Before the building was constructed, the Morrison Hotel, on its former site, was demolished in 1965. The tower was developed as part of a broader initiative to modernize Chicago’s financial district in the post-war era and consolidate the operations of the First National Bank of Chicago into a contemporary headquarters complex. It first opened in 1969 as First National Plaza, serving as the headquarters of First Chicago Corporation and, at its completion, was among the tallest reinforced concrete buildings in the world.

In 1998, the building became the headquarters for Bank One Corporation and was accordingly renamed Bank One Tower. The current name dates from October 24, 2005, one year after Bank One was acquired by Chase. Chase’s retail bank division is based in the tower.

The tower’s lower levels historically included an on-site cafeteria and food court area commonly known as the Urban Market, which provided dining options for tenants and visitors. Over time, changes in security practices and office use patterns resulted in the cafeteria space being primarily available to building tenants and authorized guests rather than the general public, aligning access with internal building operations and credentialing.

For a time, from 2006 to 2022, the National Public Radio show Wait Wait... Don't Tell Me! was taped on Thursday nights before a live audience at the Chase Auditorium beneath the plaza.
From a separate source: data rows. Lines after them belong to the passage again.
use super::{interpolate, order_position, QuantileEstimator};

/// Default clamp: values above this land in the top bucket.
pub const DEFAULT_MAX_VALUE: u64 = 255;

/// Exact histogram with one counter per integer value in `0..=max_value`.
///
/// Quantiles are exact for the represented range. Values above the clamp
/// saturate into the top bucket.
#[derive(Clone, PartialEq, Eq)]
pub struct ExactHistogram {
    buckets: Vec<u64>,
    count: u64,
}

impl ExactHistogram {
    /// Creates an empty histogram covering `0..=max_value`.
    pub fn new(max_value: u64) -> Self {
        let len = usize::try_from(max_value).map_or(usize::MAX, |m| m.saturating_add(1));
        Self {
            buckets: vec![0; len],
            count: 0,
        }
    }

    /// Largest representable value.
    pub fn max_value(&self) -> u64 {
        self.buckets.len().saturating_sub(1) as u64
    }

    /// Number of samples recorded for exactly `value` (after clamping).
    pub fn bucket(&self, value: u64) -> u64 {
        self.buckets
            .get(self.index(value))
            .copied()
            .unwrap_or_default()
    }

    /// Adds every sample of `other` into `self`. Buckets of `other` beyond
    /// this histogram's clamp saturate into the top bucket.
    pub fn merge(&mut self, other: &Self) {
        for (value, &n) in other.buckets.iter().enumerate() {
            if n == 0 {
                continue;
            }
            let idx = self.index(value as u64);
            if let Some(bucket) = self.buckets.get_mut(idx) {
                *bucket += n;
                self.count += n;
            }
        }
    }

    pub fn memory_bytes(&self) -> usize {
        self.buckets.len() * std::mem::size_of::<u64>()
    }

    #[inline]
    fn index(&self, value: u64) -> usize {
        value.min(self.max_value()) as usize
    }

    /// Value of the order statistic at zero-based `rank`.
    fn value_at_rank(&self, rank: u64) -> u64 {
        let mut seen = 0u64;
        for (value, &n) in self.buckets.iter().enumerate() {
            seen += n;
            if seen > rank {
                return value as u64;
            }
        }
        self.max_value()
    }
}

impl QuantileEstimator for ExactHistogram {
    #[inline]
    fn insert(&mut self, value: u64) {
        let idx = self.index(value);
        if let Some(bucket) = self.buckets.get_mut(idx) {
            *bucket += 1;
            self.count += 1;
        }
    }

    fn quantile(&self, q: f64) -> Option<f64> {
        if self.count == 0 {
            return None;
        }
        let (lower, frac) = order_position(q, self.count);
        let lo = self.value_at_rank(lower) as f64;
        if frac == 0.0 {
            return Some(lo);
        }
        let hi = self.value_at_rank(lower + 1) as f64;
        Some(interpolate(lo, hi, frac))
    }

    fn count(&self) -> u64 {
        self.count
    }

    fn reset(&mut self) {
        self.buckets.fill(0);
        self.count = 0;
    }

    fn snapshot(&self) -> Self {
        self.clone()
    }
}

impl Default for ExactHistogram {
    fn default() -> Self {
        Self::new(DEFAULT_MAX_VALUE)
    }
}

impl std::fmt::Debug for ExactHistogram {
    fn fmt(&self, f: &mut std::fmt::Formatter<'_>) -> std::fmt::Result {
        f.debug_struct("ExactHistogram")
            .field("max_value", &self.max_value())
            .field("count", &self.count)
            .finish()
    }
}
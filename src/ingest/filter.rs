use std::collections::HashSet;

use crate::device::DeviceId;
use crate::tracer::event::EntityKey;

/// Ingestion-time entity filter.
///
/// An explicit allow-list wins. Without one, device keys may still be limited
/// to a tracked set resolved once at startup; other kinds of keys always
/// pass. `allows` is a pure set lookup and never touches sysfs.
#[derive(Debug, Default)]
pub struct EntityFilter {
    allow: Option<HashSet<EntityKey>>,
    tracked: Option<HashSet<DeviceId>>,
}

impl EntityFilter {
    /// Lets every key through.
    pub fn allow_all() -> Self {
        Self::default()
    }

    /// Keeps only the listed keys. An empty list means no filtering.
    pub fn allow_list(keys: impl IntoIterator<Item = EntityKey>) -> Self {
        let allow: HashSet<EntityKey> = keys.into_iter().collect();
        Self {
            allow: (!allow.is_empty()).then_some(allow),
            tracked: None,
        }
    }

    /// Limits device keys to `devices` whenever no allow-list is set.
    pub fn with_tracked_devices(mut self, devices: impl IntoIterator<Item = DeviceId>) -> Self {
        self.tracked = Some(devices.into_iter().collect());
        self
    }

    #[inline]
    pub fn allows(&self, key: EntityKey) -> bool {
        if let Some(allow) = &self.allow {
            return allow.contains(&key);
        }
        match (&self.tracked, key) {
            (Some(tracked), EntityKey::Device(dev)) => tracked.contains(&dev),
            _ => true,
        }
    }
}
In 2022, the show permanently moved to the Fine Arts Building.

On February 26, 2024, JPMorgan Chase unveiled major renovation plans for Chase Tower, marking the building’s first significant overhaul in more than two decades. In an official press release, the company described a transformation of the 850-foot, 60-story headquarters into a modern workplace with refreshed public and common spaces, updated dining and amenity areas, and improved infrastructure and building systems; the project is designed to support flexible and collaborative work and reinforce the firm’s long-term commitment to Chicago’s central business district. The renovation plans include enhancements to the outdoor plaza and public art access, a refreshed lobby and mezzanine, an updated food hall and collaboration areas, new fitness and wellness facilities, and upgraded office infrastructure. Work began in 2024 and continues as of writing (January 2026) with phased implementation of these improvements. JPMC partnered with a local firm, Gensler, to cary out the renovations.

==Design and features==
Design architects for the construction were C.F. Murphy Associates, Stanislaw Z. Gladych and Perkins and Will. Chase Tower is known for both its distinctive curving shape and its vibrant public space: a deep sunken plaza at the geographic center of the Chicago Loop, complete with a jet fountain and Marc Chagall's ceramic wall mural Four Seasons.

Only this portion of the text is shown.